La retorica lagnosa di Everybody Hurts in mano a questo combo di swing-swindlers viene maciullata nella traduzione più adatta che fosse possibile operare; il passaggio necessario al pezzo da struscio. E Paul Anka mantiene un appeal vocale per niente senile e capace di frugarti nei pantaloni per afferrarti dove è più gradito, con la classe di un grande cerimoniere naturalmente. Non c’è tregua, di nuovo una hit a velocità roll; l’attacco è ancora più piccante di Jump! ma a farne le spese è Wonderwall degli Oasis; una vera e propria isola-parco dei divertimenti, un esempio di metacritica fulminante sul cadavere afono di Lian Gallagher; un brano è inconsistente? Bene, assestiamo la pompa di un orchestra à là Bernstein, e una linea vocale che non faccia degli accenti un accessorio casuale, una miscela talmente irresistibile da alimentare il desiderio di inseguire qualcuno a caso per la strada, giusto per inclinazione al ritmo. Il ritmo si abbassa, ma non si arresta; traccia 6, è possibile smorzare l’illuminazione, utile se dobbiamo osservare gli effetti di un eclissi; Black Hole Sun dei Soundgarden, il brano chiave di questa opera cesellata con il bulino che è Rock Swings. Dopo un minuto e trentatre secondi di soffici promesse, ecco il giro che raggira, uno stacco assassino ci colpisce alla nuca; ma non è tanto l’esplosione dell’orchestra che lavora su altre magie vecchie e nere tutto sommato riconoscibili, è la voce di Paul che produce uno Swing davvero sorprendente avviluppato al senso lirico delle parole.
In my shoes
A walking sleep
And my youth
I pray to keep
Difficile descrivere l’indescrivibile, ma lo strascico che parte da Shoes e arriva a Youth è un capolavoro di tessitura e di esplorazione del senso (nel suo doppio significato) da far impallidire quell’allocco di Michael Bublè, erede di una generazione che non ha ancora capito che un cocktail composto da due schizzi di vodka + bitter + rum abbondante e uno spruzzo d’aceto non è roba da portare a casa per farsi le frizioni. That old black magic, si diceva. Giovanni Bongiovanni e la sua It’s my life, sono affrontate con la stessa sfacciataggine, anche perché l’inciso It’s my life / It’s now or never / I ain’t gonna live forever / I just want to live while I’m alive ha una consistenza fonica e laica che poteva essere interpretata solo da Dean Martin con percentuale alcolica al 70%; il miraggio auditivo è quello di Ain’t That a Kick in the Head ed è l’introduzione a tutto l’album.
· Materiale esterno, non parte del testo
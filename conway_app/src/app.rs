// app.rs - Game state behind the window: grid, render surface and tick source

use crate::ticker::Ticker;
use conway::{CellGrid, CycleHistory, PATTERNS, Settings, patterns};
use egui::Color32;
use grid_display::RenderSurface;
use rand::SeedableRng;
use rand::rngs::StdRng;

pub struct GameOfLife {
    pub grid             : CellGrid,
    pub surface          : RenderSurface,
    pub settings         : Settings,
    pub ticker           : Ticker,
    pub history          : CycleHistory,
    pub rng              : StdRng,
    pub live_color       : Color32,
    pub dead_color       : Color32,
    pub selected_pattern : usize,
    pub texture          : Option<egui::TextureHandle>,
}

impl GameOfLife {
    pub fn new(settings: Settings, ticker: Ticker) -> Self {
        let n = settings.grid_size;
        let rng = settings.seed.map_or_else(StdRng::from_entropy, StdRng::seed_from_u64);
        let dead_color = Color32::BLACK;

        Self {
            grid             : CellGrid::new(n),
            surface          : RenderSurface::new(n, n, settings.cell_extent)
                                   .with_default_color(dead_color),
            settings,
            ticker,
            history          : CycleHistory::new(),
            rng,
            live_color       : Color32::RED,
            dead_color,
            selected_pattern : 0,
            texture          : None,
        }
    }

    pub fn is_running(&self) -> bool {
        self.ticker.is_running()
    }

    /// Start or pause the periodic ticks. `ctx` is woken on every tick.
    pub fn toggle_running(&mut self, ctx: &egui::Context) {
        if self.ticker.is_running() {
            self.ticker.stop();
            log::info!("paused at generation {}", self.grid.generation());
        } else {
            let ctx = ctx.clone();
            self.ticker.start(move || ctx.request_repaint());
            log::info!("running every {:?}", self.ticker.interval());
        }
    }
}

/// Operations the UI drives on the game.
pub trait GameOfLifeInterface {
    fn next_generation(&mut self);
    fn show_board(&mut self);
    fn reset(&mut self);
    fn randomize(&mut self);
    fn apply_selected_pattern(&mut self);
    fn paint_cell(&mut self, row: usize, col: usize, alive: bool);
}

impl GameOfLifeInterface for GameOfLife {
    fn next_generation(&mut self) {
        self.grid.step();
        self.show_board();

        if self.history.check(&self.grid) && self.ticker.is_running() {
            self.ticker.stop();
            log::warn!(
                "generation {} repeats a recent state, pausing",
                self.grid.generation()
            );
        }
    }

    fn show_board(&mut self) {
        show_board(&self.grid, &mut self.surface, self.live_color, self.dead_color);
    }

    fn reset(&mut self) {
        self.grid.reset();
        self.surface.clear();
        self.history.clear();
        log::info!("board reset");
    }

    fn randomize(&mut self) {
        self.grid.randomize(self.settings.random_density, &mut self.rng);
        self.show_board();
        self.history.clear();
        log::info!(
            "board randomised at density {}, {} cells alive",
            self.settings.random_density,
            self.grid.population()
        );
    }

    fn apply_selected_pattern(&mut self) {
        if let Some(pattern) = PATTERNS.get(self.selected_pattern) {
            patterns::apply_pattern(&mut self.grid, pattern);
            self.show_board();
            self.history.clear();
            log::info!("loaded pattern {}", pattern.name);
        }
    }

    /// Pointer edit: the cell takes the live or dead color straight away.
    fn paint_cell(&mut self, row: usize, col: usize, alive: bool) {
        self.grid.set_cell(row, col, alive);
        let color = if alive { self.live_color } else { self.dead_color };
        self.surface.set_color(row, col, Some(color));
        self.history.clear();
    }
}

/// Writes every cell's color into the surface as one deferred batch, so the
/// raster is redrawn once instead of cell by cell.
pub fn show_board(grid: &CellGrid, surface: &mut RenderSurface, live: Color32, dead: Color32) {
    surface.set_autopaint(false);
    for row in 0..grid.size() {
        for col in 0..grid.size() {
            let color = if grid.is_alive(row, col) { live } else { dead };
            surface.set_color(row, col, Some(color));
        }
    }
    surface.set_autopaint(true);
}
//! Off-screen raster for a grid of colored cells, plus pixel/cell mapping.

pub mod mapper;
pub mod surface;

pub use mapper::CoordinateMapper;
pub use surface::{PaintMode, PixelRect, Raster, RenderSurface, Repaint};
use crate::CellGrid;

const HISTORY_LEN: usize = 10;

/// Ring of the last few grid fingerprints, used to notice when a running
/// simulation has settled into a still life or a short oscillation.
#[derive(Debug, Clone, Default)]
pub struct CycleHistory {
    hashes : [u64; HISTORY_LEN],
    count  : usize,    // total fingerprints recorded; ring slot is count % HISTORY_LEN
}

impl CycleHistory {
    pub fn new() -> Self {
        Self::default()
    }

    /// Records the grid's current state. Returns true if the same state was
    /// seen within the last `HISTORY_LEN` recorded generations.
    pub fn check(&mut self, grid: &CellGrid) -> bool {
        let hash = grid.fingerprint();
        let seen = self.count.min(HISTORY_LEN);
        if self.hashes[..seen].contains(&hash) {
            return true;
        }

        self.hashes[self.count % HISTORY_LEN] = hash;
        self.count += 1;
        false
    }

    pub fn clear(&mut self) {
        self.hashes = [0; HISTORY_LEN];
        self.count = 0;
    }
}

#[cfg(test)]
mod tests {
    use super::*;

    #[test]
    fn test_empty_grid_repeats_after_one_step() {
        let mut grid = CellGrid::new(6);
        let mut history = CycleHistory::new();
        assert!(!history.check(&grid));
        grid.step();
        assert!(history.check(&grid));
    }

    #[test]
    fn test_fresh_history_ignores_unfilled_slots() {
        // An all-zero slot must not match a state that was never recorded.
        let grid = CellGrid::new(3);
        let mut history = CycleHistory::new();
        assert!(!history.check(&grid));
    }

    #[test]
    fn test_clear_forgets() {
        let grid = CellGrid::new(4);
        let mut history = CycleHistory::new();
        history.check(&grid);
        history.clear();
        assert!(!history.check(&grid));
    }

    #[test]
    fn test_changing_states_are_not_cycles() {
        let mut grid = CellGrid::new(8);
        let mut history = CycleHistory::new();
        for i in 0..5 {
            grid.set_cell(i, i, true);
            assert!(!history.check(&grid));
        }
    }
}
It’s a sin, traccia numero 7; i Pet shop Boys ridotti a Bacharach, che in fondo è molto più di quello che si meritano, passa leggera, grazie a un parassita di bossanova che striscia sottopelle, molto meno leggera del ticchettio pluviale prodotto dai polpastrelli di Kerber su quella True con marchio Spands che davvero restituisce a quel fenomeno estivo il giusto peso; c’è una perversione di fondo che mi fa pensare più agli Style Council o ai Redskins e a tutto quello di buono che il Pop inglese era capace di produrre. Come se per un virus beffardo a True e al songwriting dei fratelli Kemp si fosse attaccata un’anima swinging e londinese che era praticata altrove e meglio. True sembra perfetta per la superorchestra di Paul Anka; quel ah-ah-ah-ahhhh-ah si appiccica come una corrente umida. Allora quell’annichilimento dell’estetica punk che è Last Days di Gus Van Sant davvero può essere il collante tra queste due gigantesche ricognizioni nel tempo, cosi distanti e simili nel contagio dei segni? Mi piace immaginare di si, Smells Like teen Spirit striscia con la perfidia del Mancini di Charade e le lusinghe del miglior Lalo Schifrin. Incredibile come Hello, hello, hello, hello, how low? che è l’inno del verseggiare sadcore, possa innescare il classico schiocco tra pollice e medio.
Here we are now entertain us
I feel stupid and contagious
Contagioso, l’unica parola che potrebbe venire in mente per l’influenzale versione di Eyes Without a Face, di nuovo il fantasma di Bacharach e Paul in forma smagliante che duetta con i raddoppi orchestrali in un inciso che non avrebbe avuto altra speranza che l’oblio.
Invece.
Invece manca My way, quel brano strappato da Sid Vicious a chissà quale altra tradizione; siamo stati truffati per anni, ecco il Rock che gira.